Did Jack Daniels Thwart a Ransomware Assault or Not?
Ransomware gang REvil, identified additionally as Sodinokibi, claims to have mounted a profitable assault in opposition to the U.S. wine and spirits big, Brown-Forman Corp — however the firm claims in any other case.
The corporate is the official producer of Jack Daniels whiskey.
In keeping with cybersecurity companies supplier, AppGate, the well-known alcoholic drinks producer did fall sufferer to an assault however refused to pay the ransom demanded by REvil. In response the hackers put knowledge stolen within the assault up on the market for round $1.5 million on the “wall-of-shame” part of their darknet official weblog.
Nonetheless, Brown-Forman Corp advised Infosecurity-Journal in a press release that they had efficiently prevented cybercriminals from encrypting its recordsdata. This doesn’t essentially imply the gang’s declare to have compromised the inner community and stolen delicate knowledge is wrong.
Talking with Cointelegraph, Felipe Duarte, a safety researcher at AppGate and the writer of the examine, stated there isn’t a technique to verify if the information allegedly stolen by REvil actually exists or “if it’s only a risk.”
The one proof that the gang has revealed are screenshots printed on their darknet website of the alleged knowledge stolen.
Duarte confirmed that REvil group additionally infiltrated three worldwide targets within the oil and fuel, insurance coverage, and consulting industries, together with quest-worldwide.com in Australia, eurecat.com in France, and Nationwide Western Life within the USA.

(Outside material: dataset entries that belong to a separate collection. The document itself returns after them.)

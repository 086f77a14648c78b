#![forbid(unsafe_code)]

//! Single-shot page behaviors.
//!
//! Everything here is presentation glue with no internal state machine of
//! consequence: each operation is a direct, idempotent read/write against a
//! [`pagefx_core::Page`], triggered by a host event. Missing elements silently
//! skip the associated behavior.

pub mod hover;
pub mod links;
pub mod nav;
pub mod scrollfx;
pub mod theme;

pub use hover::{HoverSwap, derive_hover_src};
pub use links::{highlight_active_links, matches_location};
pub use nav::NavToggle;
pub use scrollfx::{
    FloatingNav, ScrollRequest, back_to_top_request, scroll_to_section, update_back_to_top,
    update_header_shadow,
};
pub use theme::{MemoryStore, PreferenceStore, StoreError, SystemScheme, ThemeManager, ThemeMode};
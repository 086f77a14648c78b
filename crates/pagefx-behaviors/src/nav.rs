#![forbid(unsafe_code)]

//! Mobile navigation toggle.
//!
//! One button, one nav container. Clicking the button flips the button's
//! `aria-expanded` attribute and the container's `open` class in lockstep;
//! clicking a link inside the container closes it (mobile nav collapses once
//! a destination is chosen). Closing when already closed is a no-op.

use pagefx_core::{ElementId, Page};

const OPEN_CLASS: &str = "open";
const EXPANDED_ATTR: &str = "aria-expanded";

/// Click behavior for a nav toggle button and its container.
#[derive(Debug, Clone, Copy)]
pub struct NavToggle {
    button: ElementId,
    nav: ElementId,
}

impl NavToggle {
    #[must_use]
    pub fn new(button: ElementId, nav: ElementId) -> Self {
        Self { button, nav }
    }

    /// Whether the nav is currently open.
    #[must_use]
    pub fn is_open(&self, page: &Page) -> bool {
        page.has_class(self.nav, OPEN_CLASS)
    }

    /// Toggle button clicked.
    pub fn toggle(&self, page: &mut Page) {
        let expanded = page.attr(self.button, EXPANDED_ATTR) == Some("true");
        page.set_attr(
            self.button,
            EXPANDED_ATTR,
            if expanded { "false" } else { "true" },
        );
        page.toggle_class(self.nav, OPEN_CLASS);
    }

    /// Force-close the nav.
    pub fn close(&self, page: &mut Page) {
        page.remove_class(self.nav, OPEN_CLASS);
        page.set_attr(self.button, EXPANDED_ATTR, "false");
    }

    /// A click landed on `target` inside the nav: close when it is a link.
    pub fn link_clicked(&self, page: &mut Page, target: ElementId) {
        let is_nav_link =
            page.get(target).is_some_and(|el| el.tag() == "a") && page.is_within(target, self.nav);
        if is_nav_link {
            self.close(page);
        }
    }
}

// ---------------------------------------------------------------------------
// Tests
// ---------------------------------------------------------------------------

#[cfg(test)]
mod tests {
    use super::*;

    fn nav_page() -> (Page, NavToggle, ElementId) {
        let mut page = Page::new();
        let button = page.create_with("button", &["nav-toggle"]);
        page.set_attr(button, EXPANDED_ATTR, "false");
        let nav = page.create("nav");
        let link = page.create_in(nav, "a");
        (page, NavToggle::new(button, nav), link)
    }

    #[test]
    fn toggle_round_trip() {
        let (mut page, toggle, _) = nav_page();
        toggle.toggle(&mut page);
        assert!(toggle.is_open(&page));
        toggle.toggle(&mut page);
        assert!(!toggle.is_open(&page));
    }

    #[test]
    fn aria_expanded_tracks_class() {
        let (mut page, toggle, _) = nav_page();
        toggle.toggle(&mut page);
        assert_eq!(page.attr(ElementId(0), EXPANDED_ATTR), Some("true"));
        toggle.toggle(&mut page);
        assert_eq!(page.attr(ElementId(0), EXPANDED_ATTR), Some("false"));
    }

    #[test]
    fn missing_attribute_counts_as_collapsed() {
        let mut page = Page::new();
        let button = page.create("button");
        let nav = page.create("nav");
        let toggle = NavToggle::new(button, nav);
        toggle.toggle(&mut page);
        assert_eq!(page.attr(button, EXPANDED_ATTR), Some("true"));
        assert!(toggle.is_open(&page));
    }

    #[test]
    fn link_click_closes_open_nav() {
        let (mut page, toggle, link) = nav_page();
        toggle.toggle(&mut page);
        toggle.link_clicked(&mut page, link);
        assert!(!toggle.is_open(&page));
        assert_eq!(page.attr(ElementId(0), EXPANDED_ATTR), Some("false"));
    }

    #[test]
    fn non_link_click_keeps_nav_open() {
        let (mut page, toggle, _) = nav_page();
        let span = page.create_in(ElementId(1), "span");
        toggle.toggle(&mut page);
        toggle.link_clicked(&mut page, span);
        assert!(toggle.is_open(&page));
    }

    #[test]
    fn outside_link_click_is_ignored() {
        let (mut page, toggle, _) = nav_page();
        let outside = page.create("a");
        toggle.toggle(&mut page);
        toggle.link_clicked(&mut page, outside);
        assert!(toggle.is_open(&page));
    }

    #[test]
    fn close_when_closed_is_noop() {
        let (mut page, toggle, _) = nav_page();
        toggle.close(&mut page);
        assert!(!toggle.is_open(&page));
        assert_eq!(page.attr(ElementId(0), EXPANDED_ATTR), Some("false"));
    }
}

Duarte advised Cointelegraph that REvil and different hacker teams have seen important monetary achieve from their mannequin of teasing out among the stolen knowledge and promoting the “crown jewels” to the best bidder.
He provides that if firms proceed to pay these ransoms, these teams will be capable of fund and broaden their operations to extra targets exponentially sooner.
Ransoms in Monero
Duarte stated that almost all ransoms are migrating from Bitcoin (BTC) to different cryptocurrencies corresponding to Monero (XMR). “Sodinokibi used Bitcoin till 2019, this yr they began accepting solely Monero (XMR) for ransom funds and stolen knowledge auctions,” he stated.
“Monero appears to be the primary selection for many of the new assaults, because it’s considerably tougher to trace than Bitcoin. We might anticipate to see governments and others flip a watch in direction of bettering their monitoring of this foreign money, as they’ve with Bitcoin, as these assaults on important infrastructure firms develop.”
Lately, REvil stole over 800 GB of information from ADIF, the Spanish state-owned railway infrastructure supervisor, after a profitable assault deployed on their programs.